La presunta controparte reazionaria,
vale a dire un’idealizzazione immaginaria del passato, non è che l’altra faccia
della medaglia. In essa non si coglie il valore specifico delle culture passate
né l’aspetto distruttivo della dinamica capitalista, ma viene solo mistificata
e proiettata nel passato la relazione capitalista del dominio impersonale. E’
il proprio passato che il capitalismo idealizza nelle moderne ideologie
conservatrici e reazionarie, con l’intenzione di bandire repressivamente le
conseguenze catastrofiche della sua dinamica cieca e dei suoi antagonismi
sociali interni. Quanto a questa idealizzazione, si tratta in realtà di un modo
diverso di svalutare la storia. Pessimismo culturale reazionario e ideologia
liberale progressista rappresentano i due poli culturali dello stesso ripudio
capitalista della storia, del resto intercambiabili: il pensiero fascista
contiene entrambi gli aspetti in eguale misura.
Nell’era postmoderna questa
polarità di "progresso" e "reazione" immanente al
capitalismo è collassata su sé stessa, ciò che viene festeggiato di buon grado come
superamento della contrapposizione tra “sinistra” e “destra” ma che in realtà,
a fianco dell’esaurimento culturale, annuncia anche l’esaurimento politico ed
ideologico del capitalismo. Il "progresso" borghese è caduto in un
movimento circolare, vuoto di senso, con il quale si identifica la “reazione”.
La svalutazione del passato ora avviene solo in un’unica maniera, trasformando
anche la storia, le culture, le idee e le relazioni passate in merci che
possono essere consumate apparentemente a piacere. Tale contemporaneità
allucinata, che immerge tutto lo spazio della storia umana nella luce fredda
del mercato e sopprime tutte le differenze, tanto più quando si parla di
“differenza”, dà alla cultura postmoderna la sconfortante immagine di scimmie che
giocano in una biblioteca facendo confusione strillando sui libri.

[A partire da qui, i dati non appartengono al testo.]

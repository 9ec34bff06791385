use geo::{Coord, CoordsIter, Geometry, LineString, Point, Polygon};

/// Append a coordinate sequence as an SVG subpath: "M x,y L x,y ..." (closed with Z for rings).
fn push_subpath(line: &LineString<f64>, closed: bool, project: &impl Fn(Coord<f64>) -> (f64, f64), out: &mut String) {
    let mut coords = line.coords_iter().map(project);
    let Some((x, y)) = coords.next() else { return };
    out.push_str(&format!(" M{x:.3},{y:.3}"));
    for (x, y) in coords {
        out.push_str(&format!(" L{x:.3},{y:.3}"));
    }
    if closed { out.push('Z') }
}

fn push_polygon(polygon: &Polygon<f64>, project: &impl Fn(Coord<f64>) -> (f64, f64), out: &mut String) {
    push_subpath(polygon.exterior(), true, project, out);
    for interior in polygon.interiors() {
        push_subpath(interior, true, project, out);
    }
}

/// Build a compact SVG path for the areal and linear parts of a geometry (exteriors + holes).
/// Points contribute nothing; draw them with [`geometry_points`].
pub(crate) fn geometry_to_path(geometry: &Geometry<f64>, project: &impl Fn(Coord<f64>) -> (f64, f64)) -> String {
    let mut out = String::new();
    match geometry {
        Geometry::Polygon(polygon) => push_polygon(polygon, project, &mut out),
        Geometry::MultiPolygon(polygons) => polygons.iter().for_each(|p| push_polygon(p, project, &mut out)),
        Geometry::LineString(line) => push_subpath(line, false, project, &mut out),
        Geometry::MultiLineString(lines) => lines.iter().for_each(|l| push_subpath(l, false, project, &mut out)),
        Geometry::Rect(rect) => push_polygon(&rect.to_polygon(), project, &mut out),
        Geometry::Triangle(triangle) => push_polygon(&triangle.to_polygon(), project, &mut out),
        Geometry::GeometryCollection(collection) => collection.iter()
            .for_each(|g| out.push_str(&geometry_to_path(g, project))),
        Geometry::Line(_) | Geometry::Point(_) | Geometry::MultiPoint(_) => {}
    }
    out
}

/// Point members of a geometry.
pub(crate) fn geometry_points(geometry: &Geometry<f64>) -> Vec<Point<f64>> {
    match geometry {
        Geometry::Point(point) => vec![*point],
        Geometry::MultiPoint(points) => points.0.clone(),
        Geometry::GeometryCollection(collection) => collection.iter().flat_map(geometry_points).collect(),
        _ => Vec::new(),
    }
}

/// Whether a geometry has any areal part, so it should be filled.
pub(crate) fn is_areal(geometry: &Geometry<f64>) -> bool {
    match geometry {
        Geometry::Polygon(_) | Geometry::MultiPolygon(_) | Geometry::Rect(_) | Geometry::Triangle(_) => true,
        Geometry::GeometryCollection(collection) => collection.iter().any(is_areal),
        _ => false,
    }
}

#[cfg(test)]
mod tests {
    use geo::{line_string, point, polygon};

    use super::*;

    fn identity(c: Coord<f64>) -> (f64, f64) { (c.x, c.y) }

    #[test]
    fn polygon_with_hole_has_two_closed_subpaths() {
        let polygon: Geometry<f64> = polygon!(
            exterior: [(x: 0.0, y: 0.0), (x: 4.0, y: 0.0), (x: 4.0, y: 4.0), (x: 0.0, y: 4.0)],
            interiors: [[(x: 1.0, y: 1.0), (x: 2.0, y: 1.0), (x: 2.0, y: 2.0)]],
        ).into();
        let path = geometry_to_path(&polygon, &identity);
        assert_eq!(path.matches('M').count(), 2);
        assert_eq!(path.matches('Z').count(), 2);
        assert!(path.starts_with(" M0.000,0.000 L4.000,0.000"));
        assert!(is_areal(&polygon));
    }

    #[test]
    fn lines_are_open() {
        let line: Geometry<f64> = line_string![(x: 0.0, y: 0.0), (x: 1.0, y: 1.0)].into();
        let path = geometry_to_path(&line, &identity);
        assert_eq!(path, " M0.000,0.000 L1.000,1.000");
        assert!(!is_areal(&line));
    }

    #[test]
    fn points_are_collected_not_pathed() {
        let point: Geometry<f64> = point!(x: 3.0, y: 4.0).into();
        assert!(geometry_to_path(&point, &identity).is_empty());
        assert_eq!(geometry_points(&point), vec![point!(x: 3.0, y: 4.0)]);
    }
}
use geo::{Geometry, MapCoords};
use log::debug;

use crate::{collection::FeatureCollection, crs::{Crs, CrsError, Transformer, crs_label}, error::{Error, Result}};

impl FeatureCollection {
    /// Reproject every geometry into `target`, returning a new collection tagged with it.
    ///
    /// When the source already is `target` the coordinates are left untouched,
    /// but the target must still be a supported CRS.
    pub fn to_crs(&self, target: &Crs) -> Result<FeatureCollection> {
        let fail = |reason: String| Error::Projection { dataset: self.name().to_string(), reason };

        let source = self.crs()
            .ok_or_else(|| fail(format!("source CRS is undefined; cannot reproject to {target}")))?;

        let transformer = Transformer::new(source, target).map_err(|e| fail(e.to_string()))?;
        if transformer.is_identity() {
            debug!("[project] {}: already in {target}", self.name());
            return Ok(self.clone());
        }

        let geometries = self.geometries().iter()
            .map(|geometry| reproject(geometry, &transformer))
            .collect::<Result<Vec<_>, _>>()
            .map_err(|e| fail(e.to_string()))?;

        debug!("[project] {}: {} geometries {source} -> {target}", self.name(), geometries.len());
        Ok(self.with_geometries(geometries, *target))
    }
}

/// Reproject a single geometry with a prepared transformer.
pub(crate) fn reproject(geometry: &Geometry<f64>, transformer: &Transformer) -> Result<Geometry<f64>, CrsError> {
    geometry.try_map_coords(|coord| transformer.transform(coord))
}

/// True when both collections carry the same, known CRS.
pub fn same_crs(a: &FeatureCollection, b: &FeatureCollection) -> bool {
    let equal = matches!((a.crs(), b.crs()), (Some(x), Some(y)) if x == y);
    debug!(
        "[project] CRS check {} ({}) vs {} ({}): {equal}",
        a.name(), crs_label(a.crs()), b.name(), crs_label(b.crs()),
    );
    equal
}
use std::io::Write;

use geo::Coord;
use serde::{Deserialize, Serialize};

use crate::crs::{Crs, CrsError, Transformer, WGS84};
use super::{view::MapView, writer::escape};

/// Scale bar settings.
#[derive(Debug, Clone, PartialEq, Serialize, Deserialize)]
#[serde(default)]
pub struct ScaleBar {
    /// Bar length in `unit`s.
    pub length: f64,
    /// Unit label, e.g. "km".
    pub unit: String,
    /// Metres per `unit`.
    pub unit_meters: f64,
    /// Anchor of the bar's right end, as fractions of the view (x from left, y from bottom).
    pub location: (f64, f64),
    /// Thickness of the bar in screen units.
    pub line_width: f64,
    pub font_size: f64,
}

impl Default for ScaleBar {
    fn default() -> Self {
        Self {
            length: 20.0,
            unit: "km".into(),
            unit_meters: 1000.0,
            location: (0.85, 0.05),
            line_width: 4.0,
            font_size: 8.0,
        }
    }
}

/// Screen geometry of a scale bar: left end (0), midpoint (length / 2) and right end (length).
#[derive(Debug, Clone, Copy, PartialEq)]
pub struct ScaleBarGeometry {
    pub start: (f64, f64),
    pub middle: (f64, f64),
    pub end: (f64, f64),
    /// Local Transverse Mercator the bar was measured in.
    pub local_crs: Crs,
}

impl ScaleBar {
    /// Place the bar on `view`.
    ///
    /// The visible extent is taken to lon/lat, a Transverse Mercator is centred on its
    /// mid-longitude at the anchor's latitude, and the bar is laid out in that metric
    /// system from the anchor leftward. The result moves with the view while always
    /// spanning `length` real-world units.
    pub fn geometry(&self, view: &MapView) -> Result<ScaleBarGeometry, CrsError> {
        let lonlat = view.extent_in(&WGS84)?;
        let lon_0 = (lonlat.min().x + lonlat.max().x) / 2.0;
        let lat_0 = lonlat.min().y + lonlat.height() * self.location.1;
        let local_crs = Crs::transverse_mercator(lon_0, lat_0);

        let local = view.extent_in(&local_crs)?;
        let x = local.min().x + local.width() * self.location.0;
        let y = local.min().y + local.height() * self.location.1;
        let meters = self.length * self.unit_meters;

        let to_display = Transformer::new(&local_crs, view.crs())?;
        let screen = |dx: f64| -> Result<(f64, f64), CrsError> {
            Ok(view.to_screen(to_display.transform(Coord { x: x - meters + dx, y })?))
        };

        Ok(ScaleBarGeometry {
            start: screen(0.0)?,
            middle: screen(meters / 2.0)?,
            end: screen(meters)?,
            local_crs,
        })
    }

    /// Draw a two-tone bar over a black underlay: black on the half next to the anchor,
    /// white on the far half. Labels sit at 0, half and full length.
    pub(crate) fn draw(&self, writer: &mut impl Write, geometry: &ScaleBarGeometry) -> std::io::Result<()> {
        let ScaleBarGeometry { start, middle, end, .. } = *geometry;
        let inner = self.line_width;
        let outer = self.line_width * 1.5;

        let line = |writer: &mut dyn Write, a: (f64, f64), b: (f64, f64), color: &str, width: f64| {
            writeln!(
                writer,
                r#"<line x1="{:.3}" y1="{:.3}" x2="{:.3}" y2="{:.3}" stroke="{color}" stroke-width="{width}"/>"#,
                a.0, a.1, b.0, b.1,
            )
        };

        writeln!(writer, r#"<g class="scalebar">"#)?;
        line(writer, start, end, "#000000", outer)?;
        line(writer, middle, end, "#000000", inner)?;
        line(writer, start, middle, "#ffffff", inner)?;

        let offset = outer + self.font_size;
        for ((x, y), value) in [(start, 0.0), (middle, self.length / 2.0), (end, self.length)] {
            writeln!(
                writer,
                r#"<text x="{x:.3}" y="{:.3}" font-size="{}" text-anchor="middle">{}</text>"#,
                y + offset,
                self.font_size,
                escape(&format!("{} {}", format_length(value), self.unit)),
            )?;
        }
        writeln!(writer, "</g>")
    }
}

/// Whole numbers without a decimal point, others with up to two decimals.
fn format_length(value: f64) -> String {
    if value.fract() == 0.0 {
        format!("{value:.0}")
    } else {
        format!("{value:.2}").trim_end_matches('0').trim_end_matches('.').to_string()
    }
}

#[cfg(test)]
mod tests {
    use approx::assert_relative_eq;
    use geo::Rect;

    use super::*;
    use crate::{crs::WORLD_MERCATOR, render::view::Frame};

    fn view_of(lon_min: f64, lat_min: f64, lon_max: f64, lat_max: f64) -> MapView {
        let lonlat = Rect::new(Coord { x: lon_min, y: lat_min }, Coord { x: lon_max, y: lat_max });
        let transformer = Transformer::new(&WGS84, &WORLD_MERCATOR).unwrap();
        let extent = crate::render::view::reproject_rect(&lonlat, &transformer).unwrap();
        MapView::new(WORLD_MERCATOR, extent, Frame { x: 50.0, y: 50.0, width: 1000.0, height: 1000.0 })
    }

    /// Ground distance between two screen points, measured in the bar's local metric CRS.
    fn ground_length(view: &MapView, geometry: &ScaleBarGeometry, a: (f64, f64), b: (f64, f64)) -> f64 {
        let to_local = Transformer::new(view.crs(), &geometry.local_crs).unwrap();
        let a = to_local.transform(view.from_screen(a)).unwrap();
        let b = to_local.transform(view.from_screen(b)).unwrap();
        ((a.x - b.x).powi(2) + (a.y - b.y).powi(2)).sqrt()
    }

    #[test]
    fn bar_spans_requested_length() {
        let view = view_of(-8.0, 54.0, -5.5, 55.5);
        let bar = ScaleBar::default();
        let geometry = bar.geometry(&view).unwrap();

        assert_relative_eq!(ground_length(&view, &geometry, geometry.start, geometry.end), 20_000.0, max_relative = 1e-6);
        assert_relative_eq!(ground_length(&view, &geometry, geometry.start, geometry.middle), 10_000.0, max_relative = 1e-6);
        assert!(geometry.start.0 < geometry.middle.0 && geometry.middle.0 < geometry.end.0);
    }

    #[test]
    fn bar_is_anchored_relative_to_frame() {
        let view = view_of(-8.0, 54.0, -5.5, 55.5);
        let geometry = ScaleBar::default().geometry(&view).unwrap();
        let frame = view.frame();

        let fx = (geometry.end.0 - frame.x) / frame.width;
        let fy = (frame.bottom() - geometry.end.1) / frame.height;
        assert!((fx - 0.85).abs() < 0.02, "x fraction {fx}");
        assert!((fy - 0.05).abs() < 0.02, "y fraction {fy}");
    }

    #[test]
    fn zoom_changes_screen_length_but_not_ground_length() {
        let bar = ScaleBar::default();
        let wide = view_of(-8.0, 54.0, -5.5, 55.5);
        let tight = view_of(-7.0, 54.5, -6.0, 55.1);

        let g_wide = bar.geometry(&wide).unwrap();
        let g_tight = bar.geometry(&tight).unwrap();

        let screen = |g: &ScaleBarGeometry| g.end.0 - g.start.0;
        assert!(screen(&g_tight) > screen(&g_wide) * 1.5);

        assert_relative_eq!(ground_length(&wide, &g_wide, g_wide.start, g_wide.end), 20_000.0, max_relative = 1e-6);
        assert_relative_eq!(ground_length(&tight, &g_tight, g_tight.start, g_tight.end), 20_000.0, max_relative = 1e-6);
    }

    #[test]
    fn labels_cover_zero_half_and_full() {
        let view = view_of(-8.0, 54.0, -5.5, 55.5);
        let bar = ScaleBar::default();
        let mut out = Vec::new();
        bar.draw(&mut out, &bar.geometry(&view).unwrap()).unwrap();
        let svg = String::from_utf8(out).unwrap();
        for label in ["0 km", "10 km", "20 km"] {
            assert!(svg.contains(label), "missing {label}");
        }
        assert!(svg.contains("#ffffff"));
    }

    #[test]
    fn length_formatting() {
        assert_eq!(format_length(20.0), "20");
        assert_eq!(format_length(2.5), "2.5");
        assert_eq!(format_length(0.25), "0.25");
    }
}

Un nuovo orientamento della
cultura legato alla critica radicale del capitalismo può consistere soltanto nel
porre fine alla permanente svalutazione della storia, non nel senso di un’idealizzazione
di un passato qualsiasi, né come suo consumo, ma come ricerca critica delle
tracce che il capitalismo ha sistematicamente cancellato. Si tratta di scoprire
la storia del disciplinamento moderno e dell’addestramento umano, della
trasformazione storica della vita in materiale per gli imperativi economici, al
fine di mettere in dubbio l’apparente naturalezza di questo modo di vita. Oggi,
ogni manager, politico, stella del calcio, alla domanda sui suoi scivoloni e
sulle relative cause, risponde sempre con la frase stereotipata: “Noi guardiamo
avanti”. L’inversione di questa prospettiva sarebbe, in qualche modo, un
orientamento simbolico verso una retrospettiva critica, un rifiuto della legge
del moto capitalista, uno “sparare agli orologi” (Walter Benjamin).

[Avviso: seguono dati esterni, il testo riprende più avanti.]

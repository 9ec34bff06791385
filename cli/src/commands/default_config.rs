use anyhow::Result;
use mpatrack::PipelineCfg;

pub fn run(_cli: &crate::cli::Cli) -> Result<()> {
    print!("{}", PipelineCfg::default_toml()?);
    Ok(())
}
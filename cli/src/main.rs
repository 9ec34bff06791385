mod cli;
mod commands;

use std::io::Write;

use cli::{Cli, Commands};
use commands::{default_config, inspect, run};

/// Install env_logger: RUST_LOG when set, else a level from the -v count.
fn init_logger(verbose: u8) {
    let mut builder = env_logger::Builder::new();
    builder.format(|buf, record| {
        writeln!(buf, "{} {:5} {}", buf.timestamp_seconds(), record.level(), record.args())
    });

    match std::env::var("RUST_LOG") {
        Ok(filters) if verbose == 0 => { builder.parse_filters(&filters); }
        _ => {
            let level = match verbose {
                0 => log::LevelFilter::Warn,
                1 => log::LevelFilter::Info,
                2 => log::LevelFilter::Debug,
                _ => log::LevelFilter::Trace,
            };
            builder.filter_level(level);
        }
    }
    builder.init();
}

pub fn run() -> anyhow::Result<()> {
    use clap::Parser;

    let cli = Cli::parse();
    init_logger(cli.verbose);
    match &cli.command {
        Commands::Run(args) => run::run(&cli, args),
        Commands::Inspect(args) => inspect::run(&cli, args),
        Commands::DefaultConfig => default_config::run(&cli),
    }
}

fn main() -> anyhow::Result<()> { run() }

Per conquistare un altro futuro,
il passato sepolto è paradossalmente più importante del futuro vuoto. Il
progresso dell’emancipazione può essere salvato
solo se il pensiero critico si emancipa dal codice simbolico della filosofia
illuminista borghese, cioè da un concetto di storia che implica un orientamento
futuro permanente, “automatico”, guidato dalla “mano invisibile” dell’economia.
Oggi progressista è fermare il passo e voltarsi indietro, allo scopo di
guardare in retrospettiva le macerie della modernità. Si tratta dunque di una
nuova comprensione della storia, di un ribaltamento dell’immagine storica
mondiale. La società può tornare a sé solo quando sviluppa una certa passione
per un’archeologia radicalmente critica della modernità esaurita.
Una tale inversione di
prospettiva comporterebbe anche conseguenze per un orientamento psicologico.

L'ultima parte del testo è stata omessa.